The L-arginine–NO–cGMP Signalling Axis — NOS Isoforms, Physiological Roles, NO Donors (Nitrates · Nitroprusside), Inhaled NO in PPHN/ARDS, sGC Stimulators & NOS Inhibitors

Nitric Oxide

1. Definition, discovery & overview

  • Nitric oxide (NO) is an oxide of nitrogen (molecular formula NO) that exists as a free radical with one unpaired electron; it is the smallest endogenous signal molecule and the only one that is a gas at normal body temperature (KDT 8e Ch.37, p.540).

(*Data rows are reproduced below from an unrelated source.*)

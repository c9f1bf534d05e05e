use crate::application::error::{AppError, AppResult};
use crate::application::ports::reward_repository::RewardRepository;
use crate::domain::rewards::{Reward, RewardPatch};

pub struct UpdateReward<'a, R: RewardRepository + ?Sized> {
    pub repo: &'a R,
}

impl<'a, R: RewardRepository + ?Sized> UpdateReward<'a, R> {
    pub async fn execute(&self, id: i64, patch: RewardPatch) -> AppResult<Reward> {
        let patch = RewardPatch {
            name: match patch.name {
                Some(n) if n.trim().is_empty() => {
                    return Err(AppError::validation("name cannot be empty"));
                }
                other => other.map(|n| n.trim().to_string()),
            },
            ..patch
        };
        if patch.points_required.is_some_and(|p| p < 0) || patch.stock.is_some_and(|s| s < 0) {
            return Err(AppError::validation(
                "points required and stock cannot be negative",
            ));
        }
        self.repo
            .update(id, &patch)
            .await?
            .ok_or_else(|| AppError::not_found("reward not found"))
    }
}
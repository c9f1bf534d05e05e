use crate::application::error::AppResult;
use crate::application::ports::notification_repository::NotificationRepository;
use crate::domain::notifications::Notification;

pub struct ListNotifications<'a, N: NotificationRepository + ?Sized> {
    pub repo: &'a N,
}

impl<'a, N: NotificationRepository + ?Sized> ListNotifications<'a, N> {
    pub async fn execute(
        &self,
        customer_id: Option<i64>,
        search: Option<String>,
    ) -> AppResult<Vec<Notification>> {
        let search = search
            .map(|s| s.trim().to_string())
            .filter(|s| !s.is_empty());
        Ok(self.repo.list(customer_id, search).await?)
    }
}
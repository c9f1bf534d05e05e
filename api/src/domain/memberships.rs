#[derive(Debug, Clone, PartialEq)]
pub struct Membership {
    pub tier: String,
    pub required_points: i64,
    pub discount_percent: f64,
    pub member_count: i64,
}

#[derive(Debug, Clone, PartialEq)]
pub struct NewMembership {
    pub tier: String,
    pub required_points: i64,
    pub discount_percent: f64,
}

pub fn validate_discount(discount_percent: f64) -> Result<f64, String> {
    if discount_percent.is_finite() && (0.0..=100.0).contains(&discount_percent) {
        Ok(discount_percent)
    } else {
        Err("discount must be between 0 and 100 percent".into())
    }
}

  • NO is a gasotransmitter — a labile, freely diffusible gaseous mediator that is synthesised on demand (not stored), acts over very short distances, and is not released by exocytosis (KDT 8e Ch.37, pp.540, 542).

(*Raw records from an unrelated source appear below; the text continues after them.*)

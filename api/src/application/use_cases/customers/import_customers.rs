use crate::application::dto::imports::{ImportKind, ImportPayload, ImportReport};
use crate::application::error::AppResult;
use crate::application::ports::customer_repository::CustomerRepository;
use crate::application::ports::import_history_repository::ImportHistoryRepository;
use crate::application::services::imports::RawRecord;
use crate::application::services::imports::schemas::CUSTOMERS;
use crate::application::services::imports::values::parse_non_negative_count;
use crate::application::use_cases::import_support::{load_records, partition, record_history, report};
use crate::domain::customers::{NewCustomer, normalize_email, normalize_phone};

pub struct ImportCustomers<'a, R, H>
where
    R: CustomerRepository + ?Sized,
    H: ImportHistoryRepository + ?Sized,
{
    pub repo: &'a R,
    pub history: &'a H,
}

pub fn parse_row(record: &RawRecord) -> Result<NewCustomer, String> {
    let name = record.require("name")?.to_string();
    let phone = normalize_phone(record.require("phone")?)?;
    let email = match record.get("email") {
        Some(raw) => normalize_email(raw)?,
        None => None,
    };
    let points = match record.get("points") {
        Some(raw) => parse_non_negative_count(raw, "points")?,
        None => 0,
    };
    Ok(NewCustomer {
        name,
        email,
        phone,
        points,
    })
}

impl<'a, R, H> ImportCustomers<'a, R, H>
where
    R: CustomerRepository + ?Sized,
    H: ImportHistoryRepository + ?Sized,
{
    pub async fn execute(&self, payload: &ImportPayload) -> AppResult<ImportReport> {
        let records = load_records(&CUSTOMERS, payload)?;
        let (rows, rejected) = partition(&records, parse_row);
        let imported = if rows.is_empty() {
            0
        } else {
            self.repo.import(&rows).await?
        };
        let report = report(rows.len(), imported, rejected);
        record_history(self.history, ImportKind::Customers, &payload.source, &report).await;
        Ok(report)
    }
}

#[cfg(test)]
mod tests {
    use super::*;
    use crate::application::dto::imports::ImportBody;
    use crate::application::use_cases::test_support::MemoryStore;

    fn csv(text: &str) -> ImportPayload {
        ImportPayload {
            source: "pelanggan.csv".into(),
            body: ImportBody::Csv(text.into()),
        }
    }

    #[tokio::test]
    async fn mixed_file_imports_valid_rows_and_reports_the_rest() {
        let store = MemoryStore::default();
        store.seed_customer("Siti", "081200000001", 0);
        let uc = ImportCustomers {
            repo: &store,
            history: &store,
        };
        let report = uc
            .execute(&csv(
                "Nama Pelanggan;No. HP;Email;Total Poin\n\
                 Budi;0812-0000-0002;budi@kopi.id;1.200\n\
                 Siti lagi;081200000001;;\n\
                 ;081200000003;;\n\
                 Andi;bukan nomor;;\n",
            ))
            .await
            .unwrap();
        assert_eq!(report.imported, 1);
        assert_eq!(report.skipped, 1);
        let rows: Vec<usize> = report.rejected.iter().map(|r| r.row).collect();
        assert_eq!(rows, vec![4, 5]);
        assert!(report.rejected[0].reason.contains("name"));

        let history = store.history();
        assert_eq!(history.len(), 1);
        assert_eq!(history[0].status, "Partial");
        assert_eq!(history[0].kind, "Customers");
        assert_eq!(history[0].source, "pelanggan.csv");
    }

    #[test]
    fn row_parser_defaults_points_to_zero() {
        let record = RawRecord::new(2)
            .with("name", "Rina")
            .with("phone", "+62 811 000 111");
        let row = parse_row(&record).unwrap();
        assert_eq!(row.points, 0);
        assert_eq!(row.phone, "+62811000111");
    }
}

  • Since its 1980 identification as a biological mediator, NO is now recognised as a key messenger in the cardiovascular and nervous systems, and in inflammatory and other cell types (KDT 8e Ch.37, p.540).
  • Discovery / Nobel trail (KDT 8e Ch.37, p.540):
    • Furchgott & Zawadzki (1980) — acetylcholine relaxed vascular smooth muscle only when the endothelial lining was intact; if the endothelium was rubbed off (denuded), relaxation was lost. They proposed that activated endothelium releases a soluble endothelium-derived relaxing factor (EDRF) that diffuses to the underlying smooth muscle to cause relaxation.

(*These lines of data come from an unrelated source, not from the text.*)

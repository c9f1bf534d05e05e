use async_trait::async_trait;

use crate::domain::products::{NewProduct, Product};

#[async_trait]
pub trait ProductRepository: Send + Sync {
    async fn list(&self, search: Option<String>) -> anyhow::Result<Vec<Product>>;
    async fn get(&self, id: i64) -> anyhow::Result<Option<Product>>;
    async fn create(&self, input: &NewProduct) -> anyhow::Result<Product>;
    async fn update(&self, id: i64, input: &NewProduct) -> anyhow::Result<Option<Product>>;
    async fn delete(&self, id: i64) -> anyhow::Result<bool>;
    async fn import(&self, rows: &[NewProduct]) -> anyhow::Result<u64>;
}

    • Furchgott is credited with the EDRF concept; soon other vasorelaxants (histamine, 5-HT, bradykinin) were shown to act through EDRF release.
    • Ferid Murad (1977) had earlier shown that glyceryl trinitrate (GTN) causes vasodilatation by releasing NO.
    • Louis Ignarro (1987) confirmed that EDRF was in fact NO.
    • Furchgott, Murad and Ignarro shared the 1998 Nobel Prize in Physiology or Medicine for these discoveries (KDT 8e Ch.37, p.540).
  • The term EDRF is now understood to be NO (with some contribution from related nitroso species); NO is therefore the molecular identity of the classic endothelium-dependent relaxation pathway (KDT 8e Ch.37, p.540).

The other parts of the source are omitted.